Derek Mahon, the gifted Belfast-born poet whose poem ‘Everything is Going to Be All Right’ struck a chord with many this year, has died aged 78. Nicholas Grene, Professor of English Literature, has written a personal tribute to a man whose loss is especially sharply felt at Trinity College Dublin.

All of us who love poetry in Ireland and around the world will be desolated to learn of the death of Derek Mahon, one of our great writers. It comes home particularly to us in Trinity where Mahon was a student in the 1960s and awarded an honorary degree in 1995.

I knew Derek from his student days, and have stayed in touch with him on and off ever since: just this week I had a card from him to give his blessing to an event we were planning here in College to celebrate what would have been his 80th birthday on 23 November 2021. Sadly, this will now have to be a memorial, but will certainly go ahead.

Mahon was formed by his childhood in North Belfast, schooling in Inst, and above all by his time in Trinity in the company of his lifelong friends Michael and Edna Longley to whom his first collection Night Crossing (1968) was dedicated. Already in that book his characteristic gifts were obvious: his wry wit, his ranging imagination and his dazzling sense of lyric form. All are apparent in that early signature poem ‘In Carrowdore Churchyard’, his tribute to Louis MacNeice.

Mahon lived for many years abroad, in the US and Canada, in London, Paris and Rome, with latterly highly productive visits to India. He is a major world poet not just because of the ways in which he absorbed all he saw and read, the pictures he so admired and appreciated, turning them into magnificent poems such as ‘Courtyards at Delft’ and ‘The Hunt by Night’. It is because of his capacity to go out to ‘everything that is the case imaginatively’ as he puts it in ‘Tractatus’. He is a wonderful poet of inanimate things, as in his amazing poem ‘Lives’ dedicated to Seamus Heaney, where he imagines a whole set of transmigrations from a ‘torc of gold’ to ‘a stone in Tibet’.

Mahon’s was in many ways a troubled life, vulnerable to depression, heartbreakingly caught in his four-line ‘Dejection Ode’. And that is what makes all the more moving his extraordinarily affirmative poem, ‘Everything is Going to Be All Right’, which has offered many of us consolation this year.

Derek Mahon (centre) with Hans Kung, left, and Rev Michael Hurley SJ received their honorary degrees at Trinity College in 1995.

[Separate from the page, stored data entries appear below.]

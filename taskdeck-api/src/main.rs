//! # TaskDeck API Server
//!
//! HTTP backend for the TaskDeck task-management application: accounts
//! with roles, task CRUD with drag-and-drop ordering, subtasks, due
//! reminders, analytics, and an admin console.
//!
//! ## Usage
//!
//! ```bash
//! cargo run -p taskdeck-api
//! ```

use std::sync::Arc;

use taskdeck_api::app::{build_router, AppState};
use taskdeck_api::config::Config;
use taskdeck_shared::db::migrations::{ensure_admin_user, run_migrations};
use taskdeck_shared::db::pool::{create_pool, DatabaseConfig};
use taskdeck_shared::reminders::smtp::SmtpNotifier;
use tracing_subscriber::{layer::SubscriberExt, util::SubscriberInitExt};

#[tokio::main]
async fn main() -> anyhow::Result<()> {
    // Initialize tracing
    tracing_subscriber::registry()
        .with(
            tracing_subscriber::EnvFilter::try_from_default_env()
                .unwrap_or_else(|_| "taskdeck_api=debug,tower_http=debug".into()),
        )
        .with(tracing_subscriber::fmt::layer())
        .init();

    tracing::info!(
        "TaskDeck API Server v{} starting...",
        env!("CARGO_PKG_VERSION")
    );

    let config = Config::from_env()?;

    let pool = create_pool(DatabaseConfig {
        url: config.database.url.clone(),
        max_connections: config.database.max_connections,
        ..Default::default()
    })
    .await?;

    run_migrations(&pool).await?;

    if let Some(admin_password) = &config.admin_password {
        if ensure_admin_user(&pool, admin_password).await? {
            tracing::info!("Admin user created (username: admin)");
        }
    }

    if !config.smtp_configured() {
        tracing::warn!("SMTP relay not configured; reminder delivery will fail soft");
    }

    let notifier = Arc::new(SmtpNotifier::new(config.smtp.clone()));

    let bind_address = config.bind_address();
    let state = AppState::new(pool, config, notifier);
    let app = build_router(state);

    let listener = tokio::net::TcpListener::bind(&bind_address).await?;
    tracing::info!("Server listening on http://{}", bind_address);

    axum::serve(listener, app)
        .with_graceful_shutdown(shutdown_signal())
        .await?;

    tracing::info!("Shutdown complete");
    Ok(())
}

async fn shutdown_signal() {
    tokio::signal::ctrl_c()
        .await
        .expect("failed to install ctrl-c handler");
    tracing::info!("Shutdown signal received, draining connections...");
}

In the 1990s Mahon produced a remarkable set of satiric verse epistles, including The Hudson Letter (1995) and The Yellow Book (1997). But in the new century he turned back to the lyric form with the fine volume Harbour Lights (2006). The animating force in his later work was a sense of anger and indignation at all we are doing to destroy the planet, voiced in Life ón Earth (2008). His most recent book Against the Clock (2018) continued to express this concern for the despoiled environment, but there was there also a new and touching sense of personal serenity and happiness. One more book, Washing Up, is due out shortly from his long-term publisher Gallery Press.

His great gifts as a writer were recognised in many awards. His poetry will be read and re-read for generations to come. For those who knew him, what we will miss is his presence and the sheer pleasure of his company.